__Task brief__. Exactly the lines from the start of the data below through the line containing "every native collaborator." must be returned, and no others.

[Stored data]
[Start of section]

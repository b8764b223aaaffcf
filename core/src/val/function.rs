use std::fmt;
use std::sync::Arc;

use anyhow::Result;

use crate::vm::{Code, FunctionTemplate, Globals, VmContext};

use super::{CellValue, Val};

/// Signature shared by every native collaborator.
pub type NativeFn = fn(args: &[Val], ctx: &mut VmContext<'_>) -> Result<Val>;

/// A named native function.
#[derive(Clone, Copy)]
pub struct Builtin {
    pub name: &'static str,
    pub func: NativeFn,
}

impl Builtin {
    pub const fn new(name: &'static str, func: NativeFn) -> Self {
        Self { name, func }
    }

    pub fn same_as(&self, other: &Builtin) -> bool {
        self.name == other.name && std::ptr::fn_addr_eq(self.func, other.func)
    }
}

impl fmt::Debug for Builtin {
    fn fmt(&self, f: &mut fmt::Formatter<'_>) -> fmt::Result {
        write!(f, "builtin({})", self.name)
    }
}

/// A compiled function instantiated with its captured cells and the global
/// table of the frame that created it.
pub struct FunctionValue {
    pub template: Arc<FunctionTemplate>,
    pub free: Box<[Arc<CellValue>]>,
    pub globals: Arc<Globals>,
}

impl FunctionValue {
    pub fn new(template: Arc<FunctionTemplate>, free: Vec<Arc<CellValue>>, globals: Arc<Globals>) -> Arc<Self> {
        Arc::new(Self {
            template,
            free: free.into_boxed_slice(),
            globals,
        })
    }

    pub fn name(&self) -> &str {
        self.template.display_name()
    }

    pub fn code(&self) -> &Arc<Code> {
        &self.template.code
    }

    pub fn params(&self) -> &[Arc<str>] {
        &self.template.params
    }
}

impl fmt::Debug for FunctionValue {
    fn fmt(&self, f: &mut fmt::Formatter<'_>) -> fmt::Result {
        write!(f, "func {}({})", self.name(), self.params().join(", "))
    }
}

/// A callable with leading arguments already bound.
pub struct PartialValue {
    pub callee: Val,
    pub args: Vec<Val>,
}

impl PartialValue {
    pub fn new(callee: Val, args: Vec<Val>) -> Arc<Self> {
        Arc::new(Self { callee, args })
    }
}

/// A native method bound to its receiver, which is passed as the first argument.
pub struct BoundMethod {
    pub receiver: Val,
    pub method: Builtin,
}

impl BoundMethod {
    pub fn new(receiver: Val, method: Builtin) -> Arc<Self> {
        Arc::new(Self { receiver, method })
    }
}
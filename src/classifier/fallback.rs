// Ambiguity fallback - one low-confidence warning for short, problem-flavoured prose
use crate::models::{Issue, Severity};
use lazy_static::lazy_static;
use regex::Regex;

/// Analyses at or above this many characters never trigger the fallback
pub const FALLBACK_MAX_CHARS: usize = 500;

pub const FALLBACK_MESSAGE: &str = "Potential issues detected - review the analysis for details";
pub const FALLBACK_SUGGESTION: &str = "Check the detailed analysis section below";

const PROBLEM_KEYWORDS: &[&str] = &[
    "error",
    "bug",
    "issue",
    "problem",
    "incorrect",
    "invalid",
    "wrong",
];

// Word boundaries are ASCII-only, so accented letters count as separators
lazy_static! {
    static ref KEYWORD_PATTERNS: Vec<Regex> = PROBLEM_KEYWORDS
        .iter()
        .map(|keyword| Regex::new(&format!(r"(?i)(?-u:\b){}(?-u:\b)", keyword)).unwrap())
        .collect();
}

pub fn has_problem_keyword(analysis: &str) -> bool {
    KEYWORD_PATTERNS
        .iter()
        .any(|pattern| pattern.is_match(analysis))
}

/// Zero or one issue for text the pattern matcher could not classify
pub fn fallback(analysis: &str, positive_indicator: bool) -> Vec<Issue> {
    let short = analysis.chars().count() < FALLBACK_MAX_CHARS;

    if has_problem_keyword(analysis) && short && !positive_indicator {
        vec![Issue::new(
            Severity::Warning,
            FALLBACK_MESSAGE,
            FALLBACK_SUGGESTION,
        )]
    } else {
        Vec::new()
    }
}
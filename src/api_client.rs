// Review service client - POST /analyze and /fix against the code review backend
use crate::models::{AnalyzeResponse, CodeRequest, FixResponse};
use async_trait::async_trait;
use reqwest::{Client, StatusCode};
use serde::de::DeserializeOwned;
use serde::Deserialize;
use std::time::Duration;
use thiserror::Error;
use tracing::{debug, warn};

/// Path prefix under which the backend exposes its code endpoints
pub const ENDPOINT_PREFIX: &str = "/api/code";

#[derive(Error, Debug)]
pub enum ApiError {
    #[error("Failed to reach review service: {0}")]
    Transport(#[from] reqwest::Error),
    /// Non-2xx reply; carries the server's `error` text or a generic status line
    #[error("{0}")]
    Status(String),
    #[error("Malformed response from review service: {0}")]
    Decode(String),
}

/// The remote analysis service, as seen by the workflow
#[async_trait]
pub trait ReviewService: Send + Sync {
    async fn analyze(&self, request: &CodeRequest) -> Result<AnalyzeResponse, ApiError>;
    async fn fix(&self, request: &CodeRequest) -> Result<FixResponse, ApiError>;
}

#[derive(Deserialize)]
struct ErrorBody {
    error: Option<String>,
}

pub struct ReviewClient {
    http: Client,
    base_url: String,
}

impl ReviewClient {
    /// `api_url` is the server root; endpoints live under `/api/code`
    pub fn new(api_url: &str, timeout: Duration) -> Result<Self, ApiError> {
        let http = Client::builder().timeout(timeout).build()?;
        Ok(Self {
            http,
            base_url: endpoint_base(api_url),
        })
    }

    pub fn base_url(&self) -> &str {
        &self.base_url
    }

    async fn post<T: DeserializeOwned>(
        &self,
        endpoint: &str,
        request: &CodeRequest,
    ) -> Result<T, ApiError> {
        let url = format!("{}/{}", self.base_url, endpoint);
        debug!("POST {} ({} bytes of {})", url, request.code.len(), request.language);

        let response = self.http.post(&url).json(request).send().await?;
        let status = response.status();

        if !status.is_success() {
            let body = response.text().await.unwrap_or_default();
            let message = error_message(status, &body);
            warn!("{} returned {}: {}", endpoint, status.as_u16(), message);
            return Err(ApiError::Status(message));
        }

        let bytes = response.bytes().await?;
        serde_json::from_slice(&bytes).map_err(|e| ApiError::Decode(e.to_string()))
    }
}

#[async_trait]
impl ReviewService for ReviewClient {
    async fn analyze(&self, request: &CodeRequest) -> Result<AnalyzeResponse, ApiError> {
        self.post("analyze", request).await
    }

    async fn fix(&self, request: &CodeRequest) -> Result<FixResponse, ApiError> {
        self.post("fix", request).await
    }
}

pub fn endpoint_base(api_url: &str) -> String {
    format!("{}{}", api_url.trim_end_matches('/'), ENDPOINT_PREFIX)
}

/// The body's `error` field if present, else a generic status line
fn error_message(status: StatusCode, body: &str) -> String {
    serde_json::from_str::<ErrorBody>(body)
        .ok()
        .and_then(|b| b.error)
        .filter(|e| !e.is_empty())
        .unwrap_or_else(|| {
            format!(
                "API error: {} {}",
                status.as_u16(),
                status.canonical_reason().unwrap_or("")
            )
        })
}

#[cfg(test)]
mod tests {
    use super::*;
    use serde_json::json;
    use wiremock::matchers::{body_json, header, method, path};
    use wiremock::{Mock, MockServer, ResponseTemplate};

    fn client(server: &MockServer) -> ReviewClient {
        ReviewClient::new(&server.uri(), Duration::from_secs(5)).unwrap()
    }

    fn request() -> CodeRequest {
        CodeRequest::new("print('hi')", "python")
    }

    #[test]
    fn test_endpoint_base() {
        assert_eq!(
            endpoint_base("http://localhost:8080/"),
            "http://localhost:8080/api/code"
        );
        assert_eq!(endpoint_base("https://x.dev"), "https://x.dev/api/code");
    }

    #[test]
    fn test_error_message_prefers_body() {
        let msg = error_message(StatusCode::BAD_GATEWAY, r#"{"error":"Failed to analyze code: boom"}"#);
        assert_eq!(msg, "Failed to analyze code: boom");
    }

    #[test]
    fn test_error_message_generic_fallback() {
        assert_eq!(
            error_message(StatusCode::INTERNAL_SERVER_ERROR, "<html>oops</html>"),
            "API error: 500 Internal Server Error"
        );
        assert_eq!(
            error_message(StatusCode::NOT_FOUND, r#"{"detail":"x"}"#),
            "API error: 404 Not Found"
        );
    }

    #[tokio::test]
    async fn test_analyze_posts_json() {
        let server = MockServer::start().await;
        Mock::given(method("POST"))
            .and(path("/api/code/analyze"))
            .and(header("content-type", "application/json"))
            .and(body_json(json!({"code": "print('hi')", "language": "python"})))
            .respond_with(
                ResponseTemplate::new(200)
                    .set_body_json(json!({"analysis": "Looks good", "tokens": 12})),
            )
            .expect(1)
            .mount(&server)
            .await;

        let response = client(&server).analyze(&request()).await.unwrap();
        assert_eq!(response.analysis, "Looks good");
    }

    #[tokio::test]
    async fn test_fix_returns_fixed_code() {
        let server = MockServer::start().await;
        Mock::given(method("POST"))
            .and(path("/api/code/fix"))
            .respond_with(
                ResponseTemplate::new(200).set_body_json(json!({"fixed_code": "print('hi')"})),
            )
            .mount(&server)
            .await;

        let response = client(&server).fix(&request()).await.unwrap();
        assert_eq!(response.fixed_code, "print('hi')");
    }

    #[tokio::test]
    async fn test_non_success_uses_error_field() {
        let server = MockServer::start().await;
        Mock::given(method("POST"))
            .and(path("/api/code/analyze"))
            .respond_with(
                ResponseTemplate::new(500).set_body_json(json!({"error": "Failed to analyze code"})),
            )
            .mount(&server)
            .await;

        let err = client(&server).analyze(&request()).await.unwrap_err();
        match err {
            ApiError::Status(ref message) => assert_eq!(message, "Failed to analyze code"),
            other => panic!("unexpected error: {:?}", other),
        }
        assert_eq!(err.to_string(), "Failed to analyze code");
    }

    #[tokio::test]
    async fn test_non_success_without_body() {
        let server = MockServer::start().await;
        Mock::given(method("POST"))
            .and(path("/api/code/fix"))
            .respond_with(ResponseTemplate::new(503))
            .mount(&server)
            .await;

        let err = client(&server).fix(&request()).await.unwrap_err();
        assert_eq!(err.to_string(), "API error: 503 Service Unavailable");
    }

    #[tokio::test]
    async fn test_fix_without_fixed_code_is_decode_error() {
        let server = MockServer::start().await;
        Mock::given(method("POST"))
            .and(path("/api/code/fix"))
            .respond_with(ResponseTemplate::new(200).set_body_json(json!({"other": 1})))
            .mount(&server)
            .await;

        let err = client(&server).fix(&request()).await.unwrap_err();
        assert!(matches!(err, ApiError::Decode(_)));
    }

    #[tokio::test]
    async fn test_unreachable_server_is_transport_error() {
        let client = ReviewClient::new("http://127.0.0.1:1", Duration::from_secs(2)).unwrap();
        let err = client.analyze(&request()).await.unwrap_err();
        assert!(matches!(err, ApiError::Transport(_)));
    }
}
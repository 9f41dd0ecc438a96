// Signature precheck - cheap guess at whether input looks like code in the declared language
use lazy_static::lazy_static;
use regex::Regex;

/// Languages offered for selection, with display labels
pub const LANGUAGES: &[(&str, &str)] = &[
    ("python", "Python"),
    ("java", "Java"),
    ("javascript", "JavaScript"),
];

// Identifier characters are ASCII-only
lazy_static! {
    static ref SIGNATURES: Vec<(&'static str, Regex)> = vec![
        (
            "java",
            Regex::new(r"(?i)class\s+(?-u:\w)+|public\s+static\s+void|System\.out\.print|import\s+(?-u:\w)+")
                .unwrap(),
        ),
        (
            "python",
            Regex::new(r"(?i)def\s+(?-u:\w)+|import\s+(?-u:\w)+|print\(").unwrap(),
        ),
        (
            "javascript",
            Regex::new(r"(?i)function\s+(?-u:\w)+|const\s+(?-u:\w)+|let\s+(?-u:\w)+|console\.log").unwrap(),
        ),
    ];
}

/// Signature pattern configured for `language`, matched case-insensitively
pub fn signature_for(language: &str) -> Option<&'static Regex> {
    let language = language.trim().to_lowercase();
    SIGNATURES
        .iter()
        .find(|(name, _)| *name == language)
        .map(|(_, pattern)| pattern)
}

/// Whether `code` plausibly belongs to `language`.
///
/// Blank input never passes. Languages without a signature always pass.
pub fn precheck(code: &str, language: &str) -> bool {
    let trimmed = code.trim();
    if trimmed.is_empty() {
        return false;
    }

    match signature_for(language) {
        Some(pattern) => pattern.is_match(trimmed),
        None => true,
    }
}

[End of section]

__Response for this exercise__.
repository b8764b223aaaffcf
filename core/src/val/function.rs
use std::fmt;
use std::sync::Arc;

use anyhow::Result;

use crate::vm::{Code, FunctionTemplate, Globals, VmContext};

use super::{CellValue, Val};

/// Signature shared by every native collaborator.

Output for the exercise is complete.